A Study of Risk Assessment Quantification in Cloud Computing

ICT systems have been investigated for achieving flexible systems configuration, systems operation cost reduction, environmental impact reduction, etc. Cloud computing has attracted attention as technology that solves these. In the U.S., business cloud services, such as Amazon EC2/S3, Google Apps, Force.com, and Windows Azure, are gaining more and more users. Additionally, study on cloud computing, such as a governmental i-Japan strategy and the start of the smart cloud study group of the Ministry of Internal Affairs and Communications, is progressing rapidly in Japan. However, investigation on the present cloud computing is mainly focused on the service side, while the security side has not been sufficiently looked at.
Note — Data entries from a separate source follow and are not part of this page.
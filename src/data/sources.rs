use async_trait::async_trait;
use chrono::NaiveDate;

use crate::data::types::{
    ForecastSnapshot, MarketBracket, MarketQuote, ObservationTrend, Station,
};
use crate::error::EngineError;

/// Hourly forecast provider. Implementations own retry/backoff; the engine
/// only observes success or failure per task.
#[async_trait]
pub trait ForecastSource: Send + Sync {
    async fn fetch(
        &self,
        station: &Station,
        event_day: NaiveDate,
        hours: u32,
    ) -> Result<ForecastSnapshot, EngineError>;
}

/// Market discovery and pricing. Bracket discovery and quoting are separate
/// calls because the venue keys them by different identifiers.
#[async_trait]
pub trait MarketSource: Send + Sync {
    async fn discover_brackets(
        &self,
        station: &Station,
        event_day: NaiveDate,
    ) -> Result<Vec<MarketBracket>, EngineError>;

    async fn quote(&self, price_id: &str) -> Result<MarketQuote, EngineError>;
}

/// Recent ground-truth observation trend. Optional input: absence degrades
/// the microstructure adjustment gracefully, so this returns `None` rather
/// than an error on any failure.
#[async_trait]
pub trait ObservationSource: Send + Sync {
    async fn recent_trend(&self, station: &Station, window_minutes: u32)
        -> Option<ObservationTrend>;
}
use anyhow::{Context, Result};
use chrono::{DateTime, NaiveDate, Utc};
use rusqlite::{params, Connection, OptionalExtension};
use serde::de::DeserializeOwned;
use serde::Serialize;
use std::sync::Mutex;

use crate::execution::types::{TradeOutcome, TradeRecord};

/// Content address of every derived artifact: one (station, event-day,
/// cycle-timestamp) triple owns exactly one artifact of each kind.
#[derive(Debug, Clone, PartialEq, Eq)]
pub struct SnapshotKey {
    pub station: String,
    pub event_day: NaiveDate,
    pub cycle_ts: DateTime<Utc>,
}

#[derive(Debug, Clone, Copy, PartialEq, Eq)]
pub enum ArtifactKind {
    Forecast,
    Market,
    Decisions,
}

impl ArtifactKind {
    fn as_str(&self) -> &'static str {
        match self {
            ArtifactKind::Forecast => "forecast",
            ArtifactKind::Market => "market",
            ArtifactKind::Decisions => "decisions",
        }
    }
}

/// Durable, replayable snapshot store plus the append-only trade ledger.
///
/// Writes are idempotent: INSERT OR IGNORE keyed on the full snapshot key,
/// so re-running or replaying a cycle is side-effect-free against storage.
pub struct SnapshotStore {
    conn: Mutex<Connection>,
}

impl SnapshotStore {
    pub fn new(db_path: &str) -> Result<Self> {
        let conn = Connection::open(db_path)
            .with_context(|| format!("Failed to open database: {}", db_path))?;
        Self::init(conn)
    }

    pub fn in_memory() -> Result<Self> {
        Self::init(Connection::open_in_memory()?)
    }

    fn init(conn: Connection) -> Result<Self> {
        conn.execute_batch(
            r#"
            CREATE TABLE IF NOT EXISTS snapshots (
                station TEXT NOT NULL,
                event_day TEXT NOT NULL,
                cycle_ts TEXT NOT NULL,
                kind TEXT NOT NULL,
                payload TEXT NOT NULL,
                created_at TEXT NOT NULL,
                PRIMARY KEY (station, event_day, cycle_ts, kind)
            );

            CREATE TABLE IF NOT EXISTS settlements (
                station TEXT NOT NULL,
                event_day TEXT NOT NULL,
                observed_high REAL NOT NULL,
                recorded_at TEXT NOT NULL,
                PRIMARY KEY (station, event_day)
            );

            CREATE TABLE IF NOT EXISTS trades (
                id INTEGER PRIMARY KEY AUTOINCREMENT,
                station TEXT NOT NULL,
                event_day TEXT NOT NULL,
                settlement_id TEXT NOT NULL,
                price_id TEXT NOT NULL,
                price REAL NOT NULL,
                stake REAL NOT NULL,
                edge REAL NOT NULL,
                executed_at TEXT NOT NULL,
                mode TEXT NOT NULL
            );

            CREATE TABLE IF NOT EXISTS trade_outcomes (
                id INTEGER PRIMARY KEY AUTOINCREMENT,
                trade_id INTEGER NOT NULL,
                won INTEGER NOT NULL,
                pnl REAL NOT NULL,
                resolved_at TEXT NOT NULL,
                FOREIGN KEY(trade_id) REFERENCES trades(id)
            );

            CREATE INDEX IF NOT EXISTS idx_snapshots_station_day
                ON snapshots(station, event_day);
            CREATE INDEX IF NOT EXISTS idx_trades_station_day
                ON trades(station, event_day);
            "#,
        )?;
        Ok(Self {
            conn: Mutex::new(conn),
        })
    }

    /// Write one artifact. Returns false when the key already existed, in
    /// which case the stored artifact is untouched.
    pub fn put<T: Serialize>(
        &self,
        key: &SnapshotKey,
        kind: ArtifactKind,
        artifact: &T,
    ) -> Result<bool> {
        let payload = serde_json::to_string(artifact)?;
        let conn = self.conn.lock().unwrap();
        let inserted = conn.execute(
            "INSERT OR IGNORE INTO snapshots (station, event_day, cycle_ts, kind, payload, created_at)
             VALUES (?1, ?2, ?3, ?4, ?5, ?6)",
            params![
                key.station,
                key.event_day.to_string(),
                key.cycle_ts.to_rfc3339(),
                kind.as_str(),
                payload,
                Utc::now().to_rfc3339(),
            ],
        )?;
        Ok(inserted > 0)
    }

    pub fn get<T: DeserializeOwned>(
        &self,
        key: &SnapshotKey,
        kind: ArtifactKind,
    ) -> Result<Option<T>> {
        let conn = self.conn.lock().unwrap();
        let payload: Option<String> = conn
            .query_row(
                "SELECT payload FROM snapshots
                 WHERE station = ?1 AND event_day = ?2 AND cycle_ts = ?3 AND kind = ?4",
                params![
                    key.station,
                    key.event_day.to_string(),
                    key.cycle_ts.to_rfc3339(),
                    kind.as_str(),
                ],
                |row| row.get(0),
            )
            .optional()?;
        payload
            .map(|p| serde_json::from_str(&p).context("corrupt snapshot payload"))
            .transpose()
    }

    /// All cycle keys for a station with both forecast and market artifacts
    /// inside an event-day range, ordered by day then cycle timestamp.
    pub fn cycle_keys_in_range(
        &self,
        station: &str,
        from: NaiveDate,
        to: NaiveDate,
    ) -> Result<Vec<SnapshotKey>> {
        let conn = self.conn.lock().unwrap();
        let mut stmt = conn.prepare(
            "SELECT DISTINCT f.event_day, f.cycle_ts FROM snapshots f
             JOIN snapshots m ON m.station = f.station
                AND m.event_day = f.event_day
                AND m.cycle_ts = f.cycle_ts
                AND m.kind = 'market'
             WHERE f.station = ?1 AND f.kind = 'forecast'
               AND f.event_day >= ?2 AND f.event_day <= ?3
             ORDER BY f.event_day, f.cycle_ts",
        )?;

        let rows = stmt.query_map(
            params![station, from.to_string(), to.to_string()],
            |row| {
                let day: String = row.get(0)?;
                let ts: String = row.get(1)?;
                Ok((day, ts))
            },
        )?;

        let mut keys = Vec::new();
        for row in rows {
            let (day, ts) = row?;
            let event_day = day.parse::<NaiveDate>().context("bad event_day in store")?;
            let cycle_ts = DateTime::parse_from_rfc3339(&ts)
                .context("bad cycle_ts in store")?
                .with_timezone(&Utc);
            keys.push(SnapshotKey {
                station: station.to_string(),
                event_day,
                cycle_ts,
            });
        }
        Ok(keys)
    }

    pub fn put_settlement(
        &self,
        station: &str,
        event_day: NaiveDate,
        observed_high: f64,
    ) -> Result<()> {
        let conn = self.conn.lock().unwrap();
        conn.execute(
            "INSERT OR IGNORE INTO settlements (station, event_day, observed_high, recorded_at)
             VALUES (?1, ?2, ?3, ?4)",
            params![
                station,
                event_day.to_string(),
                observed_high,
                Utc::now().to_rfc3339()
            ],
        )?;
        Ok(())
    }

    pub fn settlement_for(&self, station: &str, event_day: NaiveDate) -> Result<Option<f64>> {
        let conn = self.conn.lock().unwrap();
        Ok(conn
            .query_row(
                "SELECT observed_high FROM settlements WHERE station = ?1 AND event_day = ?2",
                params![station, event_day.to_string()],
                |row| row.get(0),
            )
            .optional()?)
    }

    /// Append a trade to the ledger, returning its row id.
    pub fn insert_trade(&self, trade: &TradeRecord) -> Result<i64> {
        let conn = self.conn.lock().unwrap();
        conn.execute(
            "INSERT INTO trades (station, event_day, settlement_id, price_id, price, stake, edge, executed_at, mode)
             VALUES (?1, ?2, ?3, ?4, ?5, ?6, ?7, ?8, ?9)",
            params![
                trade.station,
                trade.event_day.to_string(),
                trade.settlement_id,
                trade.price_id,
                trade.price,
                trade.stake,
                trade.edge,
                trade.executed_at.to_rfc3339(),
                trade.mode.to_string(),
            ],
        )?;
        Ok(conn.last_insert_rowid())
    }

    /// Settlement appends an outcome row; the trade row itself is never
    /// rewritten.
    pub fn record_outcome(&self, outcome: &TradeOutcome) -> Result<()> {
        let conn = self.conn.lock().unwrap();
        conn.execute(
            "INSERT INTO trade_outcomes (trade_id, won, pnl, resolved_at)
             VALUES (?1, ?2, ?3, ?4)",
            params![
                outcome.trade_id,
                outcome.won as i64,
                outcome.pnl,
                outcome.resolved_at.to_rfc3339(),
            ],
        )?;
        Ok(())
    }

    pub fn count_trades(&self) -> Result<usize> {
        let conn = self.conn.lock().unwrap();
        let count: usize = conn.query_row("SELECT COUNT(*) FROM trades", [], |row| row.get(0))?;
        Ok(count)
    }
}

#[cfg(test)]
mod tests {
    use super::*;
    use crate::data::types::ForecastSnapshot;
    use crate::data::types::TempUnit;
    use crate::execution::types::ExecutionMode;
    use chrono::TimeZone;

    fn key() -> SnapshotKey {
        SnapshotKey {
            station: "KNYC".into(),
            event_day: NaiveDate::from_ymd_opt(2026, 3, 10).unwrap(),
            cycle_ts: Utc.with_ymd_and_hms(2026, 3, 10, 14, 30, 0).unwrap(),
        }
    }

    fn forecast() -> ForecastSnapshot {
        ForecastSnapshot {
            station: "KNYC".into(),
            event_day: NaiveDate::from_ymd_opt(2026, 3, 10).unwrap(),
            fetched_at: Utc.with_ymd_and_hms(2026, 3, 10, 14, 30, 0).unwrap(),
            unit: TempUnit::Fahrenheit,
            times: vec![],
            temps: vec![48.0, 50.0, 51.0],
        }
    }

    #[test]
    fn test_put_is_idempotent() {
        let store = SnapshotStore::in_memory().unwrap();
        assert!(store.put(&key(), ArtifactKind::Forecast, &forecast()).unwrap());
        // Second write with different content is ignored, not overwritten
        let mut other = forecast();
        other.temps = vec![99.0];
        assert!(!store.put(&key(), ArtifactKind::Forecast, &other).unwrap());

        let stored: ForecastSnapshot = store.get(&key(), ArtifactKind::Forecast).unwrap().unwrap();
        assert_eq!(stored.temps, vec![48.0, 50.0, 51.0]);
    }

    #[test]
    fn test_tail_brackets_replay_from_archive() {
        use crate::data::types::{MarketBracket, MarketQuote, MarketSnapshot};

        let store = SnapshotStore::in_memory().unwrap();
        let market = MarketSnapshot {
            brackets: vec![
                MarketBracket {
                    lower: f64::NEG_INFINITY,
                    upper: 48.0,
                    settlement_id: "s-low".into(),
                    price_id: "p-low".into(),
                },
                MarketBracket {
                    lower: 55.0,
                    upper: f64::INFINITY,
                    settlement_id: "s-high".into(),
                    price_id: "p-high".into(),
                },
            ],
            quotes: vec![MarketQuote {
                price_id: "p-low".into(),
                mid: 0.2,
                bid_depth: 100.0,
                ask_depth: 100.0,
            }],
            trend: None,
            fetched_at: key().cycle_ts,
        };
        store.put(&key(), ArtifactKind::Market, &market).unwrap();

        let back: MarketSnapshot = store.get(&key(), ArtifactKind::Market).unwrap().unwrap();
        assert_eq!(back.brackets, market.brackets);
        assert!(back.brackets[0].is_low_tail());
        assert!(back.brackets[1].is_high_tail());
    }

    #[test]
    fn test_get_missing_returns_none() {
        let store = SnapshotStore::in_memory().unwrap();
        let got: Option<ForecastSnapshot> = store.get(&key(), ArtifactKind::Forecast).unwrap();
        assert!(got.is_none());
    }

    #[test]
    fn test_cycle_keys_require_both_artifacts() {
        let store = SnapshotStore::in_memory().unwrap();
        let k = key();
        store.put(&k, ArtifactKind::Forecast, &forecast()).unwrap();

        // Forecast alone is not a replayable cycle
        let keys = store
            .cycle_keys_in_range("KNYC", k.event_day, k.event_day)
            .unwrap();
        assert!(keys.is_empty());

        store
            .put(&k, ArtifactKind::Market, &serde_json::json!({"brackets": []}))
            .unwrap();
        let keys = store
            .cycle_keys_in_range("KNYC", k.event_day, k.event_day)
            .unwrap();
        assert_eq!(keys, vec![k]);
    }

    #[test]
    fn test_trade_ledger_roundtrip() {
        let store = SnapshotStore::in_memory().unwrap();
        let trade = TradeRecord {
            id: None,
            station: "KNYC".into(),
            event_day: NaiveDate::from_ymd_opt(2026, 3, 10).unwrap(),
            settlement_id: "s-1".into(),
            price_id: "p-1".into(),
            price: 0.31,
            stake: 250.0,
            edge: 0.09,
            executed_at: Utc::now(),
            mode: ExecutionMode::Paper,
        };
        let id = store.insert_trade(&trade).unwrap();
        assert!(id > 0);
        assert_eq!(store.count_trades().unwrap(), 1);

        store
            .record_outcome(&TradeOutcome {
                trade_id: id,
                won: true,
                pnl: 550.0,
                resolved_at: Utc::now(),
            })
            .unwrap();
    }

    #[test]
    fn test_settlement_storage() {
        let store = SnapshotStore::in_memory().unwrap();
        let day = NaiveDate::from_ymd_opt(2026, 3, 10).unwrap();
        store.put_settlement("KNYC", day, 51.0).unwrap();
        assert_eq!(store.settlement_for("KNYC", day).unwrap(), Some(51.0));
        assert_eq!(store.settlement_for("KMIA", day).unwrap(), None);
    }
}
Especially, the security perception from the social viewpoint of the unease of users toward cloud security has especially been insufficiently investigated. In this paper, we look into the various risks that can occur when a company uses cloud computing. That is, security from the viewpoint of the user in cloud computing is investigated. Concretely, the risk factors from this viewpoint in such cloud computing are comprehensively extracted with the risk breakdown structure (RBS) method. Furthermore, the risk factors that were extracted are analyzed and evaluated quantitatively. These will be used to promote public cloud use, strengthen competitiveness by cost reduction, and increase the efficiency of corporate management.